As part of moving from few on-premise monoliths to multiple on-premise microservices, I’m trying to improve the situation where database passwords and other credentials are stored in configuration files in /etc.
Regardless of the the technology used, the consumer of the secrets needs to authenticate with a secret store somehow. How is this initial secret-consumer-authenication trust established?
It seems we have a chicken-and-egg problem. In order to get credentials from a server, we need to have a
/etc/secretCredentials.yaml file with a cert, token or password. Then I (almost) might as well stick to the configuration files as today.

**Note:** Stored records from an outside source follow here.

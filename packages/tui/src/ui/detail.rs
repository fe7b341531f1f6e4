use ratatui::layout::{Constraint, Direction, Layout};
use ratatui::prelude::*;
use ratatui::widgets::{Block, Borders, List, ListItem, ListState, Paragraph, Wrap};

use crate::detail_view::{DetailPanel, DetailViewState, EditorField};
use crate::state::AppState;
use crate::theme::Theme;

/// Render the detail screen: banners on top, then the three panels
/// (questioner selection, editor, product selection).
pub fn render(frame: &mut Frame, state: &AppState, theme: &Theme, area: Rect) {
    let Some(detail) = &state.detail else {
        return;
    };

    if !detail.is_found() {
        let block = Block::default()
            .title("CoT 상세")
            .borders(Borders::ALL)
            .border_style(Style::default().fg(theme.border));
        let paragraph = Paragraph::new("CoT를 찾을 수 없습니다.")
            .block(block)
            .style(Style::default().fg(theme.dim));
        frame.render_widget(paragraph, area);
        return;
    }

    let banners = banner_lines(detail, theme);
    let chunks = Layout::default()
        .direction(Direction::Vertical)
        .constraints([
            Constraint::Length(banners.len() as u16),
            Constraint::Min(5),
        ])
        .split(area);

    if !banners.is_empty() {
        frame.render_widget(Paragraph::new(banners), chunks[0]);
    }

    let columns = Layout::default()
        .direction(Direction::Horizontal)
        .constraints([
            Constraint::Percentage(25),
            Constraint::Percentage(50),
            Constraint::Percentage(25),
        ])
        .split(chunks[1]);

    render_questioner_panel(frame, state, detail, theme, columns[0]);
    render_editor_panel(frame, detail, theme, columns[1]);
    render_product_panel(frame, state, detail, theme, columns[2]);
}

fn banner_lines<'a>(detail: &'a DetailViewState, theme: &Theme) -> Vec<Line<'a>> {
    let mut lines = Vec::new();
    if detail.banner_visible() {
        lines.push(Line::from(Span::styled(
            " 저장되었습니다! ",
            Style::default().fg(theme.success).add_modifier(Modifier::BOLD),
        )));
    }
    if let Some(error) = detail.last_error() {
        lines.push(Line::from(Span::styled(
            format!(" {} ", error),
            Style::default().fg(theme.error).add_modifier(Modifier::BOLD),
        )));
    }
    if detail.is_dirty() {
        lines.push(Line::from(Span::styled(
            " 저장되지 않은 변경사항이 있습니다 ",
            Style::default().fg(theme.warning),
        )));
    }
    lines
}

fn panel_block<'a>(title: String, focused: bool, theme: &Theme) -> Block<'a> {
    let border_style = if focused {
        Style::default().fg(theme.accent)
    } else {
        Style::default().fg(theme.border)
    };
    Block::default()
        .title(title)
        .title_style(if focused {
            Style::default().fg(theme.accent).add_modifier(Modifier::BOLD)
        } else {
            Style::default().fg(theme.text)
        })
        .borders(Borders::ALL)
        .border_style(border_style)
}

fn render_questioner_panel(
    frame: &mut Frame,
    state: &AppState,
    detail: &DetailViewState,
    theme: &Theme,
    area: Rect,
) {
    let focused = detail.panel == DetailPanel::Questioners;
    let block = panel_block(DetailPanel::Questioners.title().to_string(), focused, theme);
    let selected_id = detail.draft().map(|d| d.questioner_id.clone());

    let items: Vec<ListItem> = state
        .store
        .list_questioners()
        .iter()
        .map(|questioner| {
            let selected = selected_id.as_deref() == Some(questioner.id.as_str());
            let marker = if selected { "● " } else { "○ " };
            let style = if selected {
                Style::default().fg(theme.accent).add_modifier(Modifier::BOLD)
            } else {
                Style::default().fg(theme.text)
            };
            ListItem::new(Text::from(vec![
                Line::from(Span::styled(format!("{}ID: {}", marker, questioner.id), style)),
                Line::from(Span::styled(
                    format!(
                        "  성별: {} · 연령대: {}",
                        questioner.gender.label(),
                        questioner.age_band.label()
                    ),
                    Style::default().fg(theme.dim),
                )),
            ]))
        })
        .collect();

    let list = List::new(items).block(block).highlight_style(
        Style::default()
            .bg(theme.highlight_bg)
            .fg(theme.highlight_fg),
    );

    let mut list_state = ListState::default();
    if focused {
        list_state.select(Some(detail.questioner_cursor));
    }
    frame.render_stateful_widget(list, area, &mut list_state);
}

fn render_editor_panel(frame: &mut Frame, detail: &DetailViewState, theme: &Theme, area: Rect) {
    let focused = detail.panel == DetailPanel::Editor;
    let block = panel_block(DetailPanel::Editor.title().to_string(), focused, theme);
    let Some(draft) = detail.draft() else {
        return;
    };

    let mut lines: Vec<Line> = Vec::new();
    for index in 0..detail.field_count() {
        let Some(field) = detail.field_at(index) else {
            continue;
        };
        let active = focused && index == detail.field_index;
        let label_style = if active {
            Style::default().fg(theme.accent).add_modifier(Modifier::BOLD)
        } else {
            Style::default().fg(theme.dim)
        };
        let value_style = if active {
            Style::default().fg(theme.text).add_modifier(Modifier::BOLD)
        } else {
            Style::default().fg(theme.text)
        };
        let cursor = if active { "▸ " } else { "  " };

        let (label, value) = match field {
            EditorField::ProductCategory => (
                "상품분류".to_string(),
                format!("◂ {} ▸", draft.product_category.label()),
            ),
            EditorField::QuestionType => (
                "질문유형".to_string(),
                format!("◂ {} ▸", draft.question_type.label()),
            ),
            EditorField::QuestionText => ("질문".to_string(), draft.question_text.clone()),
            EditorField::Step(i) => (
                format!("CoT 단계 {}", i + 1),
                draft.cot_steps.get(i).cloned().unwrap_or_default(),
            ),
            EditorField::AnswerText => ("답변".to_string(), draft.answer_text.clone()),
            EditorField::CotStatus => (
                "CoT 상태".to_string(),
                format!("◂ {} ▸", draft.cot_status.label()),
            ),
        };

        lines.push(Line::from(vec![
            Span::raw(cursor),
            Span::styled(label, label_style),
        ]));
        lines.push(Line::from(vec![
            Span::raw("    "),
            Span::styled(value, value_style),
        ]));
    }

    let paragraph = Paragraph::new(Text::from(lines))
        .block(block)
        .wrap(Wrap { trim: false });
    frame.render_widget(paragraph, area);
}

fn render_product_panel(
    frame: &mut Frame,
    state: &AppState,
    detail: &DetailViewState,
    theme: &Theme,
    area: Rect,
) {
    let focused = detail.panel == DetailPanel::Products;
    let selected_ids = detail
        .draft()
        .map(|d| d.product_ids.clone())
        .unwrap_or_default();

    let title = if selected_ids.is_empty() {
        DetailPanel::Products.title().to_string()
    } else {
        format!("{} ({})", DetailPanel::Products.title(), selected_ids.join(", "))
    };
    let block = panel_block(title, focused, theme);

    let items: Vec<ListItem> = state
        .store
        .list_products()
        .iter()
        .map(|product| {
            let selected = selected_ids.iter().any(|id| id == &product.id);
            let marker = if selected { "[x] " } else { "[ ] " };
            let style = if selected {
                Style::default().fg(theme.accent).add_modifier(Modifier::BOLD)
            } else {
                Style::default().fg(theme.text)
            };
            ListItem::new(Text::from(vec![
                Line::from(Span::styled(format!("{}{}", marker, product.name), style)),
                Line::from(Span::styled(
                    format!(
                        "    분류: {} · 유형: {}",
                        product.product_category.label(),
                        product.product_type.label()
                    ),
                    Style::default().fg(theme.dim),
                )),
            ]))
        })
        .collect();

    let list = List::new(items).block(block).highlight_style(
        Style::default()
            .bg(theme.highlight_bg)
            .fg(theme.highlight_fg),
    );

    let mut list_state = ListState::default();
    if focused {
        list_state.select(Some(detail.product_cursor));
    }
    frame.render_stateful_widget(list, area, &mut list_state);
}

If I wanted to use something like HashiCorp Vault (which seems to be the market leader) for this, there is a Secure Introduction of Vault Clients article. It outlines three methods:
- Platform Integration: Great if you’re on AliCloud, AWS, Azure, GCP. We’re not
- Trusted Orchestrator: Great if you’re using Terraform, Puppet, Chef. We’re not
- Vault Agent: The remaining candidate
When looking at the various Vault Auth Methods available to the Vault Agent, they all look like they boil down to having a cert, token or password stored locally. Vault’s AppRole Pull Authentication article describes the challenge perfectly, but then doesn’t describe how the app gets the
The only thing I can think of is IP address. But our servers are all running in the same virtualization environment, and so today, they all have random IP addresses from the same DHCP pool, making it hard to create ACLs based on IP address. We could change that. But even then, is request IP address/subnet sufficiently safe to use as a valid credential?
We can’t be the first in the universe to hit this. Are there alternatives to having a
/etc/secretCredentials.yaml file or ACLs based on IP address, or is that the best we can do? What is the relevant terminology and what are the best-practices, so we don’t invent our own (insecure) solution?